What you have to do:
Exactly as given, repeat all of the entries.

Dataset content:
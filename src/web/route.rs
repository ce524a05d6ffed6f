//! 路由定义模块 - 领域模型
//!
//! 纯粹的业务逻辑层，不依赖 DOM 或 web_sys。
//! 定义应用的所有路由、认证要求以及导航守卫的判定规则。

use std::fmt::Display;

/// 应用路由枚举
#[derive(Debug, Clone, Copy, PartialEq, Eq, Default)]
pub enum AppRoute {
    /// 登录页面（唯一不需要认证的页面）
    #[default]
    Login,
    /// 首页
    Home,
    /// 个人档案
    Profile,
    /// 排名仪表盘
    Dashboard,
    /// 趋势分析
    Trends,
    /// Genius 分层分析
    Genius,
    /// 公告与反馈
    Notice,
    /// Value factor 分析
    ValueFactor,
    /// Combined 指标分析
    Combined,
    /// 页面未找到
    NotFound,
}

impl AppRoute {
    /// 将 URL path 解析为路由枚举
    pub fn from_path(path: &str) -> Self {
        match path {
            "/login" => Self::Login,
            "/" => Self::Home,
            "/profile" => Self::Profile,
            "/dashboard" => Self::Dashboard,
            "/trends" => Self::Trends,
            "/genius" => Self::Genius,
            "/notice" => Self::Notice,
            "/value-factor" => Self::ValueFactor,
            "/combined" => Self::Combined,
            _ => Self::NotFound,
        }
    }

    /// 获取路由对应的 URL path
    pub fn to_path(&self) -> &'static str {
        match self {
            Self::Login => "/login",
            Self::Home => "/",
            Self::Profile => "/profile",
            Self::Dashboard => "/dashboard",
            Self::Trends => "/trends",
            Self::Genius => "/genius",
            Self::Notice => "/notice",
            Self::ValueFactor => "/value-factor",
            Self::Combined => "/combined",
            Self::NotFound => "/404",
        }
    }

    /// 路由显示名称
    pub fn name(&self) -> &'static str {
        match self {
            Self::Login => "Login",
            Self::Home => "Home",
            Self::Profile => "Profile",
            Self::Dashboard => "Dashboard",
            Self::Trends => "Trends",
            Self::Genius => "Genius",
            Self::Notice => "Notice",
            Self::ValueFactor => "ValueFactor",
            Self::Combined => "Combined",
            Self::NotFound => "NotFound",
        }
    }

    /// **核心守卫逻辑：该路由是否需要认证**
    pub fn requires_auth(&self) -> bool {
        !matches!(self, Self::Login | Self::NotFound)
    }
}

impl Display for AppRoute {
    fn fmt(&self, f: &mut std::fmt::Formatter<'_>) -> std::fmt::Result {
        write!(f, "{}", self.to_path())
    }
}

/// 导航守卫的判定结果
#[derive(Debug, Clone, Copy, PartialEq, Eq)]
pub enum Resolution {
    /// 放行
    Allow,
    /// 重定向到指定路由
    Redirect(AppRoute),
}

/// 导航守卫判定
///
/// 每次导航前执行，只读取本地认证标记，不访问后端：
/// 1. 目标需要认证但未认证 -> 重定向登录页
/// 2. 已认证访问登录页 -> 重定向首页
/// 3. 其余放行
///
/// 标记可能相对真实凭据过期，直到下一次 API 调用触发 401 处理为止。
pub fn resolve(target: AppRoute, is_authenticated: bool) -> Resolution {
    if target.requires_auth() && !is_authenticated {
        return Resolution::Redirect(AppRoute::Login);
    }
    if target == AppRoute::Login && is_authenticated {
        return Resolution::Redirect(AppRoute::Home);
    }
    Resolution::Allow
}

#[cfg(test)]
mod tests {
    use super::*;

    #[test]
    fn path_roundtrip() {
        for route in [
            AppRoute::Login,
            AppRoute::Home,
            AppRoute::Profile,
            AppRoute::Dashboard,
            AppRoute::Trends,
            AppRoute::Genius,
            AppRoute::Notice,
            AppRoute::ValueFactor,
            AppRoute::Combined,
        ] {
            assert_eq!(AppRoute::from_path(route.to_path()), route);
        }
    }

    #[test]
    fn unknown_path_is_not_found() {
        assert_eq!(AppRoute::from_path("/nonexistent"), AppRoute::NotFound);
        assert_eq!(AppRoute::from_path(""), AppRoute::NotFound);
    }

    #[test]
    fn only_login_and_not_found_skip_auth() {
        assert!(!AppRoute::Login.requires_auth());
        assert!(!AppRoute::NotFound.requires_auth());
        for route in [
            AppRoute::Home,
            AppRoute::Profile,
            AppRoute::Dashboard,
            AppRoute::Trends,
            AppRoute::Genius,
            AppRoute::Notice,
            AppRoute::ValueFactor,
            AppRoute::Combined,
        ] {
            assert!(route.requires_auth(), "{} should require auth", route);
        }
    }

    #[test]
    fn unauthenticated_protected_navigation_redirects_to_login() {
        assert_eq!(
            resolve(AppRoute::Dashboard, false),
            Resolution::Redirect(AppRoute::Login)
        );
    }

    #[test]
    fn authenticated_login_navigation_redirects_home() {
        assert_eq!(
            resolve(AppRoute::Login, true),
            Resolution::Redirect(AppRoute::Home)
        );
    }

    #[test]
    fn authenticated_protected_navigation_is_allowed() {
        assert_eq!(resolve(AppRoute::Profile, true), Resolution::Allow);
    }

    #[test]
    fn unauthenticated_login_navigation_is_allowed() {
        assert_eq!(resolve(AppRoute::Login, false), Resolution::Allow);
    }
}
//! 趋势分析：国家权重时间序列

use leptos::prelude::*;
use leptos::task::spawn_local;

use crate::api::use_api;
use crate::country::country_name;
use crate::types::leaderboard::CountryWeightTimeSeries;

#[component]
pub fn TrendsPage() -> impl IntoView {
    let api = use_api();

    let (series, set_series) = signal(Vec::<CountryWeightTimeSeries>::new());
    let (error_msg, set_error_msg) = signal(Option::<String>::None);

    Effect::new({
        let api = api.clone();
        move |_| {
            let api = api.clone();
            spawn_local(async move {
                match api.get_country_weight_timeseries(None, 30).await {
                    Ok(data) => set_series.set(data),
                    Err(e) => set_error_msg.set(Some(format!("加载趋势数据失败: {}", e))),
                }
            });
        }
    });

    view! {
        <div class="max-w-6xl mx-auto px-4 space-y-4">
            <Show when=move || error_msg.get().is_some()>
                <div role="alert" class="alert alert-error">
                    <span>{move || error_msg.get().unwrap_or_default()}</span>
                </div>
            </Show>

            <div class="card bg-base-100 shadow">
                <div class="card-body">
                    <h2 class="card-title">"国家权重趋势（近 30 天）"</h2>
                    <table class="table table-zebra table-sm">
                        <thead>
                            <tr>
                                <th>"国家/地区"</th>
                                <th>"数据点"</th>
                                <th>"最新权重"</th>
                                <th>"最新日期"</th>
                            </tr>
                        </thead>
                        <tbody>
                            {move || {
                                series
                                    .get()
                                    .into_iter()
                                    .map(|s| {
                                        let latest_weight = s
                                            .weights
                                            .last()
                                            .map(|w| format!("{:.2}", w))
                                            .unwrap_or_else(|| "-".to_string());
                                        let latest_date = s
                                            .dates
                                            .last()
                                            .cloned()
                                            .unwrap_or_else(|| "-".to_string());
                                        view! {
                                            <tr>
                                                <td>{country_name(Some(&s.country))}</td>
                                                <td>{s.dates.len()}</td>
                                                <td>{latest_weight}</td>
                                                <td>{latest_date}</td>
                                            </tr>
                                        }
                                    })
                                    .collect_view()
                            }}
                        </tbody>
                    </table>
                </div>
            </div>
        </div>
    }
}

Written answer:
filename src/web/route.rs
repository ce524a05d6ffed6f
//! 路由定义模块 - 领域模型
//!
//! 纯粹的业务逻辑层，不依赖 DOM 或 web_sys。
//! 定义应用的所有路由、认证要求以及导航守卫的判定规则。

use std::fmt::Display;

/// 应用路由枚举
#[derive(Debug, Clone, Copy, PartialEq, Eq, Default)]
pub enum AppRoute {
    /// 登录页面（唯一不需要认证的页面）
    #[default]
    Login,
    /// 首页
    Home,
    /// 个人档案
    Profile,
    /// 排名仪表盘
    Dashboard,
    /// 趋势分析
    Trends,
    /// Genius 分层分析
    Genius,
    /// 公告与反馈
    Notice,
    /// Value factor 分析
    ValueFactor,
    /// Combined 指标分析
    Combined,
    /// 页面未找到
    NotFound,
}

impl AppRoute {
    /// 将 URL path 解析为路由枚举
    pub fn from_path(path: &str) -> Self {
        match path {
            "/login" => Self::Login,
            "/" => Self::Home,
            "/profile" => Self::Profile,
            "/dashboard" => Self::Dashboard,
            "/trends" => Self::Trends,
            "/genius" => Self::Genius,
            "/notice" => Self::Notice,
            "/value-factor" => Self::ValueFactor,
            "/combined" => Self::Combined,
            _ => Self::NotFound,
        }
    }

    /// 获取路由对应的 URL path
    pub fn to_path(&self) -> &'static str {
        match self {
            Self::Login => "/login",
            Self::Home => "/",
            Self::Profile => "/profile",
            Self::Dashboard => "/dashboard",
            Self::Trends => "/trends",
            Self::Genius => "/genius",
            Self::Notice => "/notice",
            Self::ValueFactor => "/value-factor",
            Self::Combined => "/combined",
            Self::NotFound => "/404",
        }
    }

    /// 路由显示名称
    pub fn name(&self) -> &'static str {
        match self {
            Self::Login => "Login",
            Self::Home => "Home",
            Self::Profile => "Profile",
            Self::Dashboard => "Dashboard",
            Self::Trends => "Trends",
            Self::Genius => "Genius",
            Self::Notice => "Notice",
            Self::ValueFactor => "ValueFactor",
            Self::Combined => "Combined",
            Self::NotFound => "NotFound",
        }
    }

    /// **核心守卫逻辑：该路由是否需要认证**
    pub fn requires_auth(&self) -> bool {
        !matches!(self, Self::Login | Self::NotFound)
    }
}

impl Display for AppRoute {
    fn fmt(&self, f: &mut std::fmt::Formatter<'_>) -> std::fmt::Result {
        write!(f, "{}", self.to_path())
    }
}

/// 导航守卫的判定结果
#[derive(Debug, Clone, Copy, PartialEq, Eq)]
pub enum Resolution {
    /// 放行
    Allow,
    /// 重定向到指定路由
    Redirect(AppRoute),
}

/// 导航守卫判定
///
/// 每次导航前执行，只读取本地认证标记，不访问后端：
/// 1. 目标需要认证但未认证 -> 重定向登录页
/// 2. 已认证访问登录页 -> 重定向首页
/// 3. 其余放行
///
/// 标记可能相对真实凭据过期，直到下一次 API 调用触发 401 处理为止。
pub fn resolve(target: AppRoute, is_authenticated: bool) -> Resolution {
    if target.requires_auth() && !is_authenticated {
        return Resolution::Redirect(AppRoute::Login);
    }
    if target == AppRoute::Login && is_authenticated {
        return Resolution::Redirect(AppRoute::Home);
    }
    Resolution::Allow
}

#[cfg(test)]
mod tests {
    use super::*;

    #[test]
    fn path_roundtrip() {
        for route in [
            AppRoute::Login,
            AppRoute::Home,
            AppRoute::Profile,
            AppRoute::Dashboard,
            AppRoute::Trends,
            AppRoute::Genius,
            AppRoute::Notice,
            AppRoute::ValueFactor,
            AppRoute::Combined,
        ] {
            assert_eq!(AppRoute::from_path(route.to_path()), route);
        }
    }

    #[test]
    fn unknown_path_is_not_found() {
        assert_eq!(AppRoute::from_path("/nonexistent"), AppRoute::NotFound);
        assert_eq!(AppRoute::from_path(""), AppRoute::NotFound);
    }

    #[test]
    fn only_login_and_not_found_skip_auth() {
        assert!(!AppRoute::Login.requires_auth());
        assert!(!AppRoute::NotFound.requires_auth());
        for route in [
            AppRoute::Home,
            AppRoute::Profile,
            AppRoute::Dashboard,
            AppRoute::Trends,
            AppRoute::Genius,
            AppRoute::Notice,
            AppRoute::ValueFactor,
            AppRoute::Combined,
        ] {
            assert!(route.requires_auth(), "{} should require auth", route);
        }
    }

    #[test]
    fn unauthenticated_protected_navigation_redirects_to_login() {
        assert_eq!(
            resolve(AppRoute::Dashboard, false),
            Resolution::Redirect(AppRoute::Login)
        );
    }

    #[test]
    fn authenticated_login_navigation_redirects_home() {
        assert_eq!(
            resolve(AppRoute::Login, true),
            Resolution::Redirect(AppRoute::Home)
        );
    }

    #[test]
    fn authenticated_protected_navigation_is_allowed() {
        assert_eq!(resolve(AppRoute::Profile, true), Resolution::Allow);
    }

    #[test]
    fn unauthenticated_login_navigation_is_allowed() {
        assert_eq!(resolve(AppRoute::Login, false), Resolution::Allow);
    }
}
//! 趋势分析：国家权重时间序列

use leptos::prelude::*;
use leptos::task::spawn_local;

use crate::api::use_api;
use crate::country::country_name;
use crate::types::leaderboard::CountryWeightTimeSeries;

#[component]
pub fn TrendsPage() -> impl IntoView {
    let api = use_api();

    let (series, set_series) = signal(Vec::<CountryWeightTimeSeries>::new());
    let (error_msg, set_error_msg) = signal(Option::<String>::None);

    Effect::new({
        let api = api.clone();
        move |_| {
            let api = api.clone();
            spawn_local(async move {
                match api.get_country_weight_timeseries(None, 30).await {
                    Ok(data) => set_series.set(data),
                    Err(e) => set_error_msg.set(Some(format!("加载趋势数据失败: {}", e))),
                }
            });
        }
    });

    view! {
        <div class="max-w-6xl mx-auto px-4 space-y-4">
            <Show when=move || error_msg.get().is_some()>
                <div role="alert" class="alert alert-error">
                    <span>{move || error_msg.get().unwrap_or_default()}</span>
                </div>
            </Show>

            <div class="card bg-base-100 shadow">
                <div class="card-body">
                    <h2 class="card-title">"国家权重趋势（近 30 天）"</h2>
                    <table class="table table-zebra table-sm">
                        <thead>
                            <tr>
                                <th>"国家/地区"</th>
                                <th>"数据点"</th>
                                <th>"最新权重"</th>
                                <th>"最新日期"</th>
                            </tr>
                        </thead>
                        <tbody>
                            {move || {
                                series
                                    .get()
                                    .into_iter()
                                    .map(|s| {
                                        let latest_weight = s
                                            .weights
                                            .last()
                                            .map(|w| format!("{:.2}", w))
                                            .unwrap_or_else(|| "-".to_string());
                                        let latest_date = s
                                            .dates
                                            .last()
                                            .cloned()
                                            .unwrap_or_else(|| "-".to_string());
                                        view! {
                                            <tr>
                                                <td>{country_name(Some(&s.country))}</td>
                                                <td>{s.dates.len()}</td>
                                                <td>{latest_weight}</td>
                                                <td>{latest_date}</td>
                                            </tr>
                                        }
                                    })
                                    .collect_view()
                            }}
                        </tbody>
                    </table>
                </div>
            </div>
        </div>
    }
}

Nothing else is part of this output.